Perusahaan-perusahaan dapat mengurangi risiko fluktuasi valas dengan menggunakan kontrak forward.

Contoh:

Pengusaha Indonesia mengimpor barang dari Inggris senilai GBP 1 juta yang jatuh tempo 3 bulan lagi (ia short GBP, hutang GBP). Spot rate : GBP 1 = IDR 16.300,-, forward rate (90 hari): GBP 1 = IDR 16.700,-

Berdasatkan transaksi  tersebut maka saat jatuh tempo Importir dapat membeli GBP. 1,000,000 dengan harga IDR. 16.700, dengan demikian harus menyediakan IDR. sebesar 16.700.000.000 dan ini sudah diketahui sejak awal terjadinya transaksi (3 bulan sebelumnya).
Perlu digarisbawahi bahwa forward tidak sama dengan option. Kontrak forward harus dieksekusi, sedangkan option merupakan hak untuk menjual/membeli yang tidak harus dieksekusi.

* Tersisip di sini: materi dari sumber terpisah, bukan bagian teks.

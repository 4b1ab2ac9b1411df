use std::time::Duration;

use async_trait::async_trait;
use reqwest::{
    header::{HeaderMap, HeaderValue, AUTHORIZATION},
    Client, Response, StatusCode,
};
use serde::Deserialize;
use serde_json::{json, Value};

use crate::config::VectorStoreConfig;
use crate::db::schema::{collection_schema, near_text_query};
use crate::db::traits::VectorStore;
use crate::error::{RagError, Result};
use crate::models::{ChunkRecord, StoredMatch};

#[derive(Debug, Deserialize)]
struct CreatedObject {
    id: String,
}

#[derive(Debug, Deserialize)]
struct GraphQlResponse {
    #[serde(default)]
    data: Option<Value>,
    #[serde(default)]
    errors: Option<Vec<GraphQlError>>,
}

#[derive(Debug, Deserialize)]
struct GraphQlError {
    message: String,
}

#[derive(Debug, Deserialize)]
struct Hit {
    content: String,
    #[serde(default)]
    source: Option<String>,
    #[serde(rename = "_additional", default)]
    additional: Option<HitAdditional>,
}

#[derive(Debug, Deserialize)]
struct HitAdditional {
    #[serde(default)]
    distance: Option<f64>,
}

impl From<Hit> for StoredMatch {
    fn from(hit: Hit) -> Self {
        Self {
            content: hit.content,
            source: hit.source,
            distance: hit.additional.and_then(|a| a.distance),
        }
    }
}

/// REST/GraphQL client for a Weaviate instance holding a single collection.
#[derive(Clone)]
pub struct WeaviateClient {
    client: Client,
    base_url: String,
    collection: String,
}

impl WeaviateClient {
    pub fn new(config: &VectorStoreConfig) -> Result<Self> {
        let mut headers = HeaderMap::new();
        if let Some(ref api_key) = config.api_key {
            let value = HeaderValue::from_str(&format!("Bearer {api_key}"))
                .map_err(|e| RagError::Config(format!("Invalid WEAVIATE_API_KEY header: {e}")))?;
            headers.insert(AUTHORIZATION, value);
        }

        let client = Client::builder()
            .timeout(Duration::from_secs(config.timeout_secs))
            .default_headers(headers)
            .build()
            .map_err(|e| RagError::Config(format!("Failed to create HTTP client: {e}")))?;

        Ok(Self {
            client,
            base_url: config.url.trim_end_matches('/').to_string(),
            collection: config.collection.clone(),
        })
    }

    fn url(&self, path: &str) -> String {
        format!("{}/v1{}", self.base_url, path)
    }

    async fn send(&self, request: reqwest::RequestBuilder, action: &str) -> Result<Response> {
        request
            .send()
            .await
            .map_err(|e| RagError::VectorStore(format!("{action} failed: {e}")))
    }

    async fn expect_success(response: Response, action: &str) -> Result<Response> {
        let status = response.status();
        if status.is_success() {
            return Ok(response);
        }

        let body = response.text().await.unwrap_or_default();
        Err(RagError::VectorStore(format!(
            "{action} returned {}: {body}",
            status.as_u16()
        )))
    }

    fn decode_hits(&self, response: GraphQlResponse) -> Result<Vec<StoredMatch>> {
        if let Some(errors) = response.errors.filter(|errors| !errors.is_empty()) {
            let messages = errors
                .into_iter()
                .map(|e| e.message)
                .collect::<Vec<_>>()
                .join("; ");
            return Err(RagError::VectorStore(format!("query failed: {messages}")));
        }

        let hits = response
            .data
            .as_ref()
            .and_then(|data| data.get("Get"))
            .and_then(|get| get.get(&self.collection))
            .cloned()
            .unwrap_or(Value::Null);

        if hits.is_null() {
            return Ok(Vec::new());
        }

        let hits: Vec<Hit> = serde_json::from_value(hits)
            .map_err(|e| RagError::VectorStore(format!("unexpected query response: {e}")))?;

        Ok(hits.into_iter().map(StoredMatch::from).collect())
    }
}

#[async_trait]
impl VectorStore for WeaviateClient {
    async fn collection_exists(&self) -> Result<bool> {
        let url = self.url(&format!("/schema/{}", self.collection));
        let response = self.send(self.client.get(&url), "schema lookup").await?;

        match response.status() {
            StatusCode::NOT_FOUND => Ok(false),
            status if status.is_success() => Ok(true),
            _ => Self::expect_success(response, "schema lookup")
                .await
                .map(|_| false),
        }
    }

    async fn create_collection(&self) -> Result<()> {
        let schema = collection_schema(&self.collection);
        let response = self
            .send(self.client.post(self.url("/schema")).json(&schema), "create collection")
            .await?;

        Self::expect_success(response, "create collection").await?;
        tracing::info!(collection = %self.collection, "Created vector store collection");
        Ok(())
    }

    async fn insert(&self, record: &ChunkRecord) -> Result<String> {
        let body = json!({
            "class": self.collection,
            "properties": record,
        });

        let response = self
            .send(self.client.post(self.url("/objects")).json(&body), "insert")
            .await?;
        let response = Self::expect_success(response, "insert").await?;

        let created: CreatedObject = response
            .json()
            .await
            .map_err(|e| RagError::VectorStore(format!("unexpected insert response: {e}")))?;

        Ok(created.id)
    }

    async fn near_text(&self, query: &str, limit: usize) -> Result<Vec<StoredMatch>> {
        let body = json!({ "query": near_text_query(&self.collection, query, limit) });

        let response = self
            .send(self.client.post(self.url("/graphql")).json(&body), "query")
            .await?;
        let response = Self::expect_success(response, "query").await?;

        let decoded: GraphQlResponse = response
            .json()
            .await
            .map_err(|e| RagError::VectorStore(format!("unexpected query response: {e}")))?;

        self.decode_hits(decoded)
    }

    async fn ready(&self) -> Result<()> {
        let response = self
            .send(self.client.get(self.url("/.well-known/ready")), "readiness check")
            .await?;
        Self::expect_success(response, "readiness check").await?;
        Ok(())
    }
}

#[cfg(test)]
mod tests {
    use super::*;

    fn client() -> WeaviateClient {
        WeaviateClient::new(&VectorStoreConfig {
            url: "http://localhost:8090/".to_string(),
            ..VectorStoreConfig::default()
        })
        .unwrap()
    }

    #[test]
    fn test_url_strips_trailing_slash() {
        assert_eq!(
            client().url("/schema"),
            "http://localhost:8090/v1/schema"
        );
    }

    #[test]
    fn test_decode_hits_reads_distance() {
        let response: GraphQlResponse = serde_json::from_value(json!({
            "data": { "Get": { "Document": [
                { "content": "The sky is blue.", "source": "manual", "_additional": { "distance": 0.25 } },
                { "content": "Grass is green.", "source": null, "_additional": {} }
            ] } }
        }))
        .unwrap();

        let hits = client().decode_hits(response).unwrap();
        assert_eq!(hits.len(), 2);
        assert_eq!(hits[0].distance, Some(0.25));
        assert_eq!(hits[0].source.as_deref(), Some("manual"));
        assert_eq!(hits[1].distance, None);
        assert_eq!(hits[1].source, None);
    }

    #[test]
    fn test_decode_hits_null_class_is_empty() {
        let response: GraphQlResponse =
            serde_json::from_value(json!({ "data": { "Get": { "Document": null } } })).unwrap();
        assert!(client().decode_hits(response).unwrap().is_empty());
    }

    #[test]
    fn test_decode_hits_surfaces_graphql_errors() {
        let response: GraphQlResponse = serde_json::from_value(json!({
            "data": null,
            "errors": [{ "message": "Cannot query field" }]
        }))
        .unwrap();

        let err = client().decode_hits(response).unwrap_err();
        assert!(matches!(err, RagError::VectorStore(_)));
        assert!(err.to_string().contains("Cannot query field"));
    }
}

Keuntungan/kerugian kontrak forward tidak tergantung pada spot rate sekarang, melainkan spot rate yang akan datang (pada saat kontrak jatuh tempo).

Suatu valas dijual pada forward discount jika nilai forward lebih rendah dari nilai spot-nya. Hal yang sebaliknya disebut forward premium. Untuk menghitung forward discount/premium, pencamtuman nilai tukar harus menggunakan direct quote.